### Exercise
Set down exactly the lines in the records below that run from the line with "#[derive(Debug, Clone, PartialEq, Eq)]" to the line with "game.food.reserve_exact(config.world.food_count);", inclusive, and nothing more.

### Data

--------

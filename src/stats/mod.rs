pub mod metrics;

pub use metrics::GenerationMetrics;
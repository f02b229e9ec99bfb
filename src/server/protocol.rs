use crate::agent::action::AgentAction;
use crate::agent::chromosome::Gene;
use crate::agent::Agent;
use crate::simulation::{CellReport, Game};
use crate::stats::GenerationMetrics;
use crate::world::resources::{Food, Wall};
use crate::world::Direction;
use serde::{Deserialize, Serialize};

#[derive(Debug, Clone, Serialize, Deserialize)]
#[serde(tag = "type")]
pub enum ServerMessage {
    #[serde(rename = "frame")]
    Frame {
        metrics: GenerationMetrics,
        width: i32,
        height: i32,
        agents: Vec<AgentSnapshot>,
        food: Vec<FoodSnapshot>,
        walls: Vec<WallSnapshot>,
    },
    #[serde(rename = "cell")]
    Cell(CellDetails),
    #[serde(rename = "error")]
    Error { message: String },
}

#[derive(Debug, Clone, Serialize, Deserialize)]
pub struct AgentSnapshot {
    pub index: usize,
    pub x: i32,
    pub y: i32,
    pub direction: Direction,
    pub alive: bool,
    pub hunger: i32,
    pub health: i32,
}

#[derive(Debug, Clone, Serialize, Deserialize)]
pub struct FoodSnapshot {
    pub x: i32,
    pub y: i32,
    pub quantity: i32,
}

#[derive(Debug, Clone, Serialize, Deserialize)]
pub struct WallSnapshot {
    pub x: i32,
    pub y: i32,
}

#[derive(Debug, Clone, Serialize, Deserialize)]
pub struct AgentDetails {
    pub index: usize,
    pub direction: Direction,
    pub state: u32,
    pub alive: bool,
    pub hunger: i32,
    pub health: i32,
    pub lifetime: u64,
    pub history: Vec<AgentAction>,
    pub genes: Vec<Gene>,
}

#[derive(Debug, Clone, Serialize, Deserialize)]
pub struct CellDetails {
    pub x: i32,
    pub y: i32,
    pub agent: Option<AgentDetails>,
    pub food: Option<i32>,
    pub wall: bool,
}

impl From<&Agent> for AgentSnapshot {
    fn from(agent: &Agent) -> Self {
        Self {
            index: agent.index,
            x: agent.pos.x,
            y: agent.pos.y,
            direction: agent.direction,
            alive: agent.is_alive(),
            hunger: agent.hunger(),
            health: agent.health(),
        }
    }
}

impl From<&Food> for FoodSnapshot {
    fn from(food: &Food) -> Self {
        Self {
            x: food.pos.x,
            y: food.pos.y,
            quantity: food.quantity,
        }
    }
}

impl From<&Wall> for WallSnapshot {
    fn from(wall: &Wall) -> Self {
        Self {
            x: wall.pos.x,
            y: wall.pos.y,
        }
    }
}

impl From<&Agent> for AgentDetails {
    fn from(agent: &Agent) -> Self {
        Self {
            index: agent.index,
            direction: agent.direction,
            state: agent.current_state,
            alive: agent.is_alive(),
            hunger: agent.hunger(),
            health: agent.health(),
            lifetime: agent.lifetime,
            history: agent.lived_history().to_vec(),
            genes: agent.chromosome.genes.clone(),
        }
    }
}

impl From<&CellReport> for CellDetails {
    fn from(report: &CellReport) -> Self {
        Self {
            x: report.pos.x,
            y: report.pos.y,
            agent: report.agent.as_ref().map(AgentDetails::from),
            food: report.food.map(|food| food.quantity),
            wall: report.wall.is_some(),
        }
    }
}

#[derive(Debug, Clone, Serialize, Deserialize)]
#[serde(tag = "type")]
pub enum ClientMessage {
    #[serde(rename = "get_state")]
    GetState,
    #[serde(rename = "reset")]
    Reset,
    #[serde(rename = "step")]
    Step,
    #[serde(rename = "advance_generation")]
    AdvanceGeneration,
    #[serde(rename = "query_cell")]
    QueryCell { x: i32, y: i32 },
    /// Without a path, the trainer's snapshot path is used.
    #[serde(rename = "save")]
    Save {
        #[serde(default)]
        path: Option<String>,
    },
    #[serde(rename = "load")]
    Load {
        #[serde(default)]
        path: Option<String>,
    },
}

impl ServerMessage {
    pub fn frame(metrics: GenerationMetrics, game: &Game) -> Self {
        ServerMessage::Frame {
            metrics,
            width: game.width(),
            height: game.height(),
            agents: game.agents.iter().map(AgentSnapshot::from).collect(),
            food: game
                .food
                .iter()
                .filter(|food| food.is_available())
                .map(FoodSnapshot::from)
                .collect(),
            walls: game.walls.iter().map(WallSnapshot::from).collect(),
        }
    }

    pub fn error(message: impl Into<String>) -> Self {
        ServerMessage::Error {
            message: message.into(),
        }
    }
}
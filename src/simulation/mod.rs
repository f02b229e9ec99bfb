pub mod tick;

#[cfg(test)]
pub(crate) mod test_support;

use crate::agent::{chromosome::Chromosome, Agent};
use crate::config::Config;
use crate::error::SimError;
use crate::world::resources::{Food, Wall};
use crate::world::{Direction, Position};
use rand::Rng;
use serde::Serialize;

/// Retry budget for finding an unoccupied cell.
pub const MAX_PLACEMENT_ATTEMPTS: usize = 250;

/// One generation's world: the three entity pools on a `width` x `height`
/// torus. Pool indices are entity identity.
#[derive(Debug, Clone, PartialEq, Eq)]
pub struct Game {
    width: i32,
    height: i32,
    pub agents: Vec<Agent>,
    pub food: Vec<Food>,
    pub walls: Vec<Wall>,
}

/// Everything found at one grid cell.
#[derive(Debug, Clone, Serialize)]
pub struct CellReport {
    pub pos: Position,
    pub agent: Option<Agent>,
    pub food: Option<Food>,
    pub wall: Option<Wall>,
}

impl Game {
    /// Builds a fresh generation: agents first, then food, then walls, each
    /// on a cell nothing placed before it occupies.
    pub fn new<R: Rng + ?Sized>(config: &Config, rng: &mut R) -> Result<Self, SimError> {
        config.validate()?;

        let mut game = Self::empty(config.world.width, config.world.height);
        game.agents.reserve_exact(config.world.agents_count);
        game.food.reserve_exact(config.world.food_count);
        game.walls.reserve_exact(config.world.walls_count);

        for index in 0..config.world.agents_count {
            let chromosome = Chromosome::random(rng, config.evolution.genes_count);
            game.spawn_agent(index, chromosome, config, rng)?;
        }

        for _ in 0..config.world.food_count {
            let pos = game.place_randomly(rng)?;
            let quantity = rng.gen_range(1..=config.world.food_quantity_max);
            game.food.push(Food::new(pos, quantity));
        }

        for _ in 0..config.world.walls_count {
            let pos = game.place_randomly(rng)?;
            game.walls.push(Wall::new(pos));
        }

        log::debug!(
            "Initialized game with {} agents, {} food, {} walls",
            game.agents.len(),
            game.food.len(),
            game.walls.len()
        );

        Ok(game)
    }

    pub fn empty(width: i32, height: i32) -> Self {
        Self {
            width,
            height,
            agents: Vec::new(),
            food: Vec::new(),
            walls: Vec::new(),
        }
    }

    pub fn from_parts(
        width: i32,
        height: i32,
        agents: Vec<Agent>,
        food: Vec<Food>,
        walls: Vec<Wall>,
    ) -> Self {
        Self {
            width,
            height,
            agents,
            food,
            walls,
        }
    }

    pub fn width(&self) -> i32 {
        self.width
    }

    pub fn height(&self) -> i32 {
        self.height
    }

    /// Places a new agent with fresh non-genetic state on a free cell.
    pub fn spawn_agent<R: Rng + ?Sized>(
        &mut self,
        index: usize,
        chromosome: Chromosome,
        config: &Config,
        rng: &mut R,
    ) -> Result<(), SimError> {
        let pos = self.place_randomly(rng)?;
        let direction = Direction::random(rng);
        self.agents
            .push(Agent::new(index, pos, direction, chromosome, &config.agent));
        Ok(())
    }

    pub fn is_cell_free(&self, pos: Position) -> bool {
        !self.agents.iter().any(|a| a.pos == pos)
            && !self.food.iter().any(|f| f.pos == pos)
            && !self.walls.iter().any(|w| w.pos == pos)
    }

    pub fn place_randomly<R: Rng + ?Sized>(&self, rng: &mut R) -> Result<Position, SimError> {
        for _ in 0..MAX_PLACEMENT_ATTEMPTS {
            let pos = Position::random(rng, self.width, self.height);
            if self.is_cell_free(pos) {
                return Ok(pos);
            }
        }

        Err(SimError::NoFreeCell {
            attempts: MAX_PLACEMENT_ATTEMPTS,
        })
    }

    pub fn agent_at(&self, pos: Position) -> Option<&Agent> {
        self.agents.iter().find(|a| a.pos == pos)
    }

    pub fn food_at(&self, pos: Position) -> Option<&Food> {
        self.food.iter().find(|f| f.pos == pos)
    }

    pub fn wall_at(&self, pos: Position) -> Option<&Wall> {
        self.walls.iter().find(|w| w.pos == pos)
    }

    pub fn cell(&self, pos: Position) -> CellReport {
        CellReport {
            pos,
            agent: self.agent_at(pos).cloned(),
            food: self.food_at(pos).copied(),
            wall: self.wall_at(pos).copied(),
        }
    }

    pub fn alive_count(&self) -> usize {
        self.agents.iter().filter(|a| a.is_alive()).count()
    }

    /// The generation is over once no agent has positive health.
    pub fn is_everyone_dead(&self) -> bool {
        self.agents.iter().all(|a| !a.is_alive())
    }

    /// Longest-lived agent; the lowest index wins ties.
    pub fn oldest_agent(&self) -> Option<&Agent> {
        self.agents
            .iter()
            .reduce(|best, a| if a.lifetime > best.lifetime { a } else { best })
    }

    pub fn total_food(&self) -> u64 {
        self.food
            .iter()
            .filter(|f| f.is_available())
            .map(|f| f.quantity as u64)
            .sum()
    }
}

--------

### Response area
#[derive(Debug, Clone, PartialEq, Eq)]
pub struct Game {
    width: i32,
    height: i32,
    pub agents: Vec<Agent>,
    pub food: Vec<Food>,
    pub walls: Vec<Wall>,
}

/// Everything found at one grid cell.
#[derive(Debug, Clone, Serialize)]
pub struct CellReport {
    pub pos: Position,
    pub agent: Option<Agent>,
    pub food: Option<Food>,
    pub wall: Option<Wall>,
}

impl Game {
    /// Builds a fresh generation: agents first, then food, then walls, each
    /// on a cell nothing placed before it occupies.
    pub fn new<R: Rng + ?Sized>(config: &Config, rng: &mut R) -> Result<Self, SimError> {
        config.validate()?;

        let mut game = Self::empty(config.world.width, config.world.height);
        game.agents.reserve_exact(config.world.agents_count);
        game.food.reserve_exact(config.world.food_count);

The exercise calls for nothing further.